Introduction
nanochat is an open-source project by Andrej Karpathy that demonstrates building a functional chatbot for under $100 in compute costs. It serves as both an educational resource and a practical starting point for training small language models with modern techniques.
What nanochat Does
- Trains a capable chatbot model from scratch on consumer hardware
- Implements efficient training techniques that minimize compute requirements
- Provides a complete pipeline from data preparation to interactive chat inference
- Includes instruction tuning and RLHF-style alignment on a budget
- Offers a reference implementation for understanding LLM training internals
Architecture Overview
nanochat implements a transformer-based language model with a streamlined training pipeline. It uses a custom data loading system optimized for small-scale training, mixed-precision training with gradient accumulation, and a multi-stage pipeline covering pretraining, supervised fine-tuning, and preference optimization. The codebase is intentionally minimal to serve as a readable reference.
Self-Hosting & Configuration
- Requires Python 3.10+ with PyTorch and a CUDA-capable GPU (RTX 3090 or better recommended)
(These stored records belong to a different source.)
//! Configuration settings for Sokord.

use serde::{Deserialize, Serialize};
use std::path::PathBuf;

/// Root configuration structure.
#[derive(Debug, Clone, Serialize, Deserialize)]
#[serde(default)]
#[derive(Default)]
pub struct Settings {
    pub general: GeneralSettings,
    pub transcription: TranscriptionSettings,
    pub summarization: SummarizationSettings,
    pub keywords: KeywordSettings,
    pub youtube: YoutubeSettings,
    pub wikidata: WikidataSettings,
    pub ranking: RankingSettings,
    pub enrichment: EnrichmentSettings,
    pub http: HttpSettings,
    pub server: ServerSettings,
    pub prompts: PromptSettings,
}

/// General application settings.
#[derive(Debug, Clone, Serialize, Deserialize)]
#[serde(default)]
pub struct GeneralSettings {
    /// Directory where uploaded videos and derived audio are written.
    pub upload_dir: String,
    /// Keep per-request upload directories after processing.
    pub keep_uploads: bool,
    /// Log level (trace, debug, info, warn, error).
    pub log_level: String,
}

impl Default for GeneralSettings {
    fn default() -> Self {
        Self {
            upload_dir: "/tmp/sokord/uploads".to_string(),
            keep_uploads: false,
            log_level: "warn".to_string(),
        }
    }
}

/// Speech-to-text settings.
#[derive(Debug, Clone, Serialize, Deserialize)]
#[serde(default)]
pub struct TranscriptionSettings {
    /// Whisper model to use.
    pub model: String,
    /// Optional language hint (ISO-639-1).
    pub language: Option<String>,
    /// Duration in seconds for splitting long audio files.
    pub chunk_duration_seconds: u32,
    /// Maximum segments transcribed at once. 1 keeps calls strictly sequential.
    pub max_concurrent_chunks: usize,
}

impl Default for TranscriptionSettings {
    fn default() -> Self {
        Self {
            model: "whisper-1".to_string(),
            language: None,
            chunk_duration_seconds: 120,
            max_concurrent_chunks: 1,
        }
    }
}

/// Summarization backend.
#[derive(Debug, Clone, Serialize, Deserialize, Default, PartialEq)]
#[serde(rename_all = "lowercase")]
pub enum SummarizationProvider {
    /// Hugging Face Inference API (seq2seq model such as BART).
    #[default]
    HuggingFace,
    /// OpenAI chat completion.
    OpenAI,
}

impl std::str::FromStr for SummarizationProvider {
    type Err = String;

    fn from_str(s: &str) -> std::result::Result<Self, Self::Err> {
        match s.to_lowercase().as_str() {
            "huggingface" | "hf" => Ok(SummarizationProvider::HuggingFace),
            "openai" => Ok(SummarizationProvider::OpenAI),
            _ => Err(format!("Unknown summarization provider: {}", s)),
        }
    }
}

impl std::fmt::Display for SummarizationProvider {
    fn fmt(&self, f: &mut std::fmt::Formatter<'_>) -> std::fmt::Result {
        match self {
            SummarizationProvider::HuggingFace => write!(f, "huggingface"),
            SummarizationProvider::OpenAI => write!(f, "openai"),
        }
    }
}

/// Summarization settings.
#[derive(Debug, Clone, Serialize, Deserialize)]
#[serde(default)]
pub struct SummarizationSettings {
    pub provider: SummarizationProvider,
    /// Model id (Hugging Face repo id or OpenAI model name).
    pub model: String,
    /// Base URL of the Hugging Face inference endpoint.
    pub huggingface_base_url: String,
    /// Hugging Face token. Falls back to the HF_TOKEN environment variable.
    pub huggingface_token: Option<String>,
    /// Maximum summary length in tokens.
    pub max_length: u32,
    /// Minimum summary length in tokens.
    pub min_length: u32,
    /// Beam search width.
    pub num_beams: u32,
    pub length_penalty: f32,
    pub early_stopping: bool,
}

impl Default for SummarizationSettings {
    fn default() -> Self {
        Self {
            provider: SummarizationProvider::HuggingFace,
            model: "facebook/bart-large-cnn".to_string(),
            huggingface_base_url: "https://router.huggingface.co/hf-inference".to_string(),
            huggingface_token: None,
            max_length: 130,
            min_length: 30,
            num_beams: 4,
            length_penalty: 2.0,
            early_stopping: true,
        }
    }
}

impl SummarizationSettings {
    /// Resolve the Hugging Face token from settings or environment.
    pub fn huggingface_token(&self) -> Option<String> {
        non_empty(self.huggingface_token.clone()).or_else(|| non_empty(std::env::var("HF_TOKEN").ok()))
    }
}

/// Keyword extraction settings.
#[derive(Debug, Clone, Serialize, Deserialize)]
#[serde(default)]
pub struct KeywordSettings {
    /// Maximum keywords extracted from a summary.
    pub max_keywords: usize,
    /// Additional stop words on top of the built-in English list.
    pub extra_stop_words: Vec<String>,
}

impl Default for KeywordSettings {
    fn default() -> Self {
        Self {
            max_keywords: 12,
            extra_stop_words: Vec::new(),
        }
    }
}

/// YouTube Data API settings.
#[derive(Debug, Clone, Serialize, Deserialize)]
#[serde(default)]
pub struct YoutubeSettings {
    /// YouTube Data API key. Falls back to the YOUTUBE_API_KEY environment variable.
    pub api_key: Option<String>,
    /// API base URL.
    pub base_url: String,
    /// Videos fetched per keyword search.
    pub max_results: u32,
}

impl Default for YoutubeSettings {
    fn default() -> Self {
        Self {
            api_key: None,
            base_url: "https://www.googleapis.com/youtube/v3".to_string(),
            max_results: 5,
        }
    }
}

impl YoutubeSettings {
    /// Resolve the API key from settings or environment.
    pub fn api_key(&self) -> Option<String> {
        non_empty(self.api_key.clone()).or_else(|| non_empty(std::env::var("YOUTUBE_API_KEY").ok()))
    }
}

/// Wikidata settings.
#[derive(Debug, Clone, Serialize, Deserialize)]
#[serde(default)]
pub struct WikidataSettings {
    /// MediaWiki action API endpoint.
    pub api_url: String,
    /// SPARQL query endpoint.
    pub sparql_url: String,
    /// Language used for entity search and labels.
    pub language: String,
    /// User-Agent sent to Wikimedia services (their policy requires contact info).
    pub user_agent: String,
}

impl Default for WikidataSettings {
    fn default() -> Self {
        Self {
            api_url: "https://www.wikidata.org/w/api.php".to_string(),
            sparql_url: "https://query.wikidata.org/sparql".to_string(),
            language: "en".to_string(),
            user_agent: format!(
                "sokord/{} (https://github.com/smebbs/sokord)",
                env!("CARGO_PKG_VERSION")
            ),
        }
    }
}

/// How a batch reacts when one keyword's external call fails.
#[derive(Debug, Clone, Copy, Serialize, Deserialize, Default, PartialEq, Eq)]
#[serde(rename_all = "lowercase")]
pub enum FailurePolicy {
    /// The first failure aborts the whole batch.
    Abort,
    /// Failures are recorded per keyword and the batch continues.
    #[default]
    Isolate,
}

impl std::str::FromStr for FailurePolicy {
    type Err = String;

    fn from_str(s: &str) -> std::result::Result<Self, Self::Err> {
        match s.to_lowercase().as_str() {
            "abort" => Ok(FailurePolicy::Abort),
            "isolate" => Ok(FailurePolicy::Isolate),
            _ => Err(format!("Unknown failure policy: {}", s)),
        }
    }
}

impl std::fmt::Display for FailurePolicy {
    fn fmt(&self, f: &mut std::fmt::Formatter<'_>) -> std::fmt::Result {
        match self {
            FailurePolicy::Abort => write!(f, "abort"),
            FailurePolicy::Isolate => write!(f, "isolate"),
        }
    }
}

/// SEO ranking settings.
#[derive(Debug, Clone, Serialize, Deserialize, Default)]
#[serde(default)]
pub struct RankingSettings {
    pub failure_policy: FailurePolicy,
}

/// Wikidata enrichment settings.
#[derive(Debug, Clone, Serialize, Deserialize, Default)]
#[serde(default)]
pub struct EnrichmentSettings {
    pub failure_policy: FailurePolicy,
}

/// Outbound HTTP settings shared by all API clients.
#[derive(Debug, Clone, Serialize, Deserialize)]
#[serde(default)]
pub struct HttpSettings {
    /// Per-request timeout for external APIs.
    pub timeout_seconds: u64,
    /// Timeout for transcription and summarization model calls.
    pub model_timeout_seconds: u64,
}

impl Default for HttpSettings {
    fn default() -> Self {
        Self {
            timeout_seconds: 30,
            model_timeout_seconds: 300,
        }
    }
}

/// HTTP server settings.
#[derive(Debug, Clone, Serialize, Deserialize)]
#[serde(default)]
pub struct ServerSettings {
    pub host: String,
    pub port: u16,
    /// Maximum accepted upload size in megabytes.
    pub max_upload_mb: usize,
    /// Upper bound on a whole pipeline run.
    pub request_timeout_seconds: u64,
}

impl Default for ServerSettings {
    fn default() -> Self {
        Self {
            host: "127.0.0.1".to_string(),
            port: 8000,
            max_upload_mb: 512,
            request_timeout_seconds: 900,
        }
    }
}

/// Prompt customization settings.
#[derive(Debug, Clone, Serialize, Deserialize)]
#[serde(default)]
#[derive(Default)]
pub struct PromptSettings {
    /// Directory for custom prompts (overrides defaults).
    pub custom_dir: Option<String>,
    /// Custom variables available in all prompts as {{variable_name}}.
    pub variables: std::collections::HashMap<String, String>,
}

fn non_empty(value: Option<String>) -> Option<String> {
    value.filter(|v| !v.trim().is_empty())
}

impl Settings {
    /// Load settings from the default configuration file.
    pub fn load() -> crate::error::Result<Self> {
        Self::load_from(None)
    }

    /// Load settings from a specific path, or default location if None.
    pub fn load_from(path: Option<&PathBuf>) -> crate::error::Result<Self> {
        let config_path = match path {
            Some(p) => p.clone(),
            None => Self::default_config_path(),
        };

        if config_path.exists() {
            let content = std::fs::read_to_string(&config_path)?;
            let settings: Settings = toml::from_str(&content)?;
            Ok(settings)
        } else {
            Ok(Settings::default())
        }
    }

    /// Save settings to the default configuration file.
    pub fn save(&self) -> crate::error::Result<()> {
        self.save_to(&Self::default_config_path())
    }

    /// Save settings to a specific path.
    pub fn save_to(&self, path: &PathBuf) -> crate::error::Result<()> {
        if let Some(parent) = path.parent() {
            std::fs::create_dir_all(parent)?;
        }
        let content = toml::to_string_pretty(self)
            .map_err(|e| crate::error::SokordError::Config(e.to_string()))?;
        std::fs::write(path, content)?;
        Ok(())
    }

    /// Set a value by dotted key (e.g. `youtube.max_results`).
    ///
    /// The value is parsed as TOML when possible, otherwise stored as a string.
    pub fn set_value(&mut self, key: &str, value: &str) -> crate::error::Result<()> {
        use crate::error::SokordError;

        let (section, field) = key.split_once('.').ok_or_else(|| {
            SokordError::Config(format!("Key must look like 'section.field': {}", key))
        })?;

        let mut doc = toml::Value::try_from(&*self)
            .map_err(|e| SokordError::Config(e.to_string()))?;

        let table = doc
            .get_mut(section)
            .and_then(|v| v.as_table_mut())
            .ok_or_else(|| SokordError::Config(format!("Unknown section: {}", section)))?;

        if !table.contains_key(field) && !Self::is_optional_field(section, field) {
            return Err(SokordError::Config(format!("Unknown key: {}", key)));
        }

        let parsed = format!("v = {}", value)
            .parse::<toml::Table>()
            .ok()
            .and_then(|mut t| t.remove("v"))
            .unwrap_or_else(|| toml::Value::String(value.to_string()));
        table.insert(field.to_string(), parsed);

        *self = doc
            .try_into()
            .map_err(|e: toml::de::Error| SokordError::Config(format!("Invalid value for {}: {}", key, e)))?;
        Ok(())
    }

    /// Optional fields are omitted from serialized TOML when unset.
    fn is_optional_field(section: &str, field: &str) -> bool {
        matches!(
            (section, field),
            ("youtube", "api_key")
                | ("summarization", "huggingface_token")
                | ("transcription", "language")
                | ("prompts", "custom_dir")
        )
    }

    /// Get the default configuration file path.
    pub fn default_config_path() -> PathBuf {
        dirs::config_dir()
            .unwrap_or_else(|| PathBuf::from("."))
            .join("sokord")
            .join("config.toml")
    }

    /// Expand shell variables in paths (e.g., ~).
    pub fn expand_path(path: &str) -> PathBuf {
        PathBuf::from(shellexpand::tilde(path).to_string())
    }

    /// Get the expanded upload directory path.
    pub fn upload_dir(&self) -> PathBuf {
        Self::expand_path(&self.general.upload_dir)
    }
}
- Training configs are YAML files specifying model size, data paths, and hyperparameters
- Pretrained checkpoints are available for skipping the pretraining phase
- Inference runs on consumer GPUs or CPUs (slower) for interactive chat
- No cloud dependencies; the entire pipeline runs on a single machine
Key Features
- Complete LLM training pipeline in a minimal, readable codebase
- Budget-friendly: full training from scratch costs under $100 in GPU compute
- Multi-stage training covering pretraining, SFT, and preference optimization
- Educational code with clear documentation explaining each component
- Checkpoint compatibility with common inference frameworks for deployment
Comparison with Similar Tools
- minimind — similar educational LLM trainer; nanochat includes alignment and chat-specific training stages
- nanoGPT — Karpathy's earlier project for pretraining only; nanochat extends to full chat model training
- llama.cpp — inference-focused; nanochat covers the training side of the pipeline
- Axolotl — fine-tuning toolkit; nanochat provides the full training stack from scratch
FAQ
Q: What GPU is needed for training? A: An RTX 3090 or 4090 is sufficient for the default model configuration.
Q: Can I use my own training data? A: Yes. The data pipeline accepts JSONL formatted conversation data.
Q: How does the output quality compare to commercial models? A: nanochat produces a capable conversational model, though it does not match frontier models trained on much larger budgets.
Q: Is this suitable for production deployment? A: nanochat is primarily educational. For production, consider fine-tuning a larger pretrained model.